Your task:
Word for word, retype the tail of the data below, starting with the line that has "fn clone(&self) ->" and including the last line.

Provided entries:
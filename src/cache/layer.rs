//! Cache layer that orchestrates caching logic with network fetching.

use chrono::Utc;
use serde::{de::DeserializeOwned, Serialize};
use std::future::Future;
use std::sync::Arc;
use std::time::Duration;
use tracing::{debug, warn};

use crate::remote::GatewayError;

use super::storage::DurableStore;
use super::traits::{CacheEntry, CacheResult, CacheSource, QueryKey};

/// Why a read produced no data at all.
#[derive(Debug, thiserror::Error)]
pub enum ReadError {
  /// The remote call failed and nothing was cached for this key.
  #[error("data unavailable: {0}")]
  Unavailable(GatewayError),

  /// The remote call failed and the cache itself could not be read.
  #[error("cache storage failed: {0}")]
  Storage(color_eyre::Report),
}

/// Read-through cache over a [`DurableStore`].
///
/// Reads are network-first. A successful fetch overwrites the snapshot for
/// its key; a failed fetch falls back to the last snapshot.
pub struct CacheLayer<S: DurableStore> {
  storage: Arc<S>,
  /// Snapshots younger than this are served without a fetch
  fresh_window: Option<Duration>,
}

impl<S: DurableStore> CacheLayer<S> {
  /// Create a new cache layer with the given storage backend.
  pub fn new(storage: Arc<S>) -> Self {
    Self {
      storage,
      fresh_window: None,
    }
  }

  /// Serve snapshots younger than `window` without calling the fetcher.
  pub fn with_fresh_window(mut self, window: Duration) -> Self {
    self.fresh_window = Some(window);
    self
  }

  fn storage_key<K: QueryKey + ?Sized>(key: &K) -> String {
    format!("cache:{}", key.cache_hash())
  }

  fn is_fresh(&self, entry_age: chrono::Duration) -> bool {
    match self.fresh_window.and_then(|w| chrono::Duration::from_std(w).ok()) {
      Some(window) => entry_age < window,
      None => false,
    }
  }

  /// Read through the cache.
  ///
  /// 1. Inside the freshness window (if configured), return the snapshot
  /// 2. Otherwise call `fetcher` and store its result
  /// 3. On fetch failure, return the snapshot tagged stale
  /// 4. With no snapshot, report `Unavailable`
  pub async fn read<K, T, F, Fut>(&self, key: &K, fetcher: F) -> Result<CacheResult<T>, ReadError>
  where
    K: QueryKey + ?Sized,
    T: Serialize + DeserializeOwned,
    F: FnOnce() -> Fut,
    Fut: Future<Output = Result<T, GatewayError>>,
  {
    let storage_key = Self::storage_key(key);

    if self.fresh_window.is_some() {
      match self.storage.get::<CacheEntry<T>>(&storage_key) {
        Ok(Some(entry)) if self.is_fresh(Utc::now() - entry.fetched_at) => {
          debug!(key = %key.description(), "serving fresh snapshot");
          return Ok(CacheResult::from_cache(entry, CacheSource::Fresh));
        }
        Ok(_) => {}
        Err(e) => warn!(key = %key.description(), error = %e, "failed to read snapshot"),
      }
    }

    match fetcher().await {
      Ok(data) => {
        let entry = CacheEntry {
          data,
          fetched_at: Utc::now(),
        };
        if let Err(e) = self.storage.set(&storage_key, &entry) {
          warn!(key = %key.description(), error = %e, "failed to store snapshot");
        }
        Ok(CacheResult::from_network(entry.data, entry.fetched_at))
      }
      Err(err) => match self.storage.get::<CacheEntry<T>>(&storage_key) {
        Ok(Some(entry)) => {
          debug!(
            key = %key.description(),
            error = %err,
            fetched_at = %entry.fetched_at,
            "fetch failed, serving stale snapshot"
          );
          Ok(CacheResult::from_cache(entry, CacheSource::Stale))
        }
        Ok(None) => {
          debug!(key = %key.description(), error = %err, "fetch failed with cold cache");
          Err(ReadError::Unavailable(err))
        }
        Err(e) => {
          warn!(key = %key.description(), error = %e, "failed to read snapshot");
          Err(ReadError::Storage(e))
        }
      },
    }
  }

  /// Current snapshot for `key`, without touching the network.
  pub fn peek<K, T>(&self, key: &K) -> color_eyre::Result<Option<CacheEntry<T>>>
  where
    K: QueryKey + ?Sized,
    T: DeserializeOwned,
  {
    self.storage.get(&Self::storage_key(key))
  }

  /// Drop the snapshot for `key`.
  pub fn invalidate<K: QueryKey + ?Sized>(&self, key: &K) -> color_eyre::Result<()> {
    self.storage.delete(&Self::storage_key(key))
  }
}

impl<S: DurableStore> Clone for CacheLayer<S> {
  fn clone(&self) -> Self {
    Self {
      storage: Arc::clone(&self.storage),
      fresh_window: self.fresh_window,
    }
  }
}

Exercise response:
  fn clone(&self) -> Self {
    Self {
      storage: Arc::clone(&self.storage),
      fresh_window: self.fresh_window,
    }
  }
}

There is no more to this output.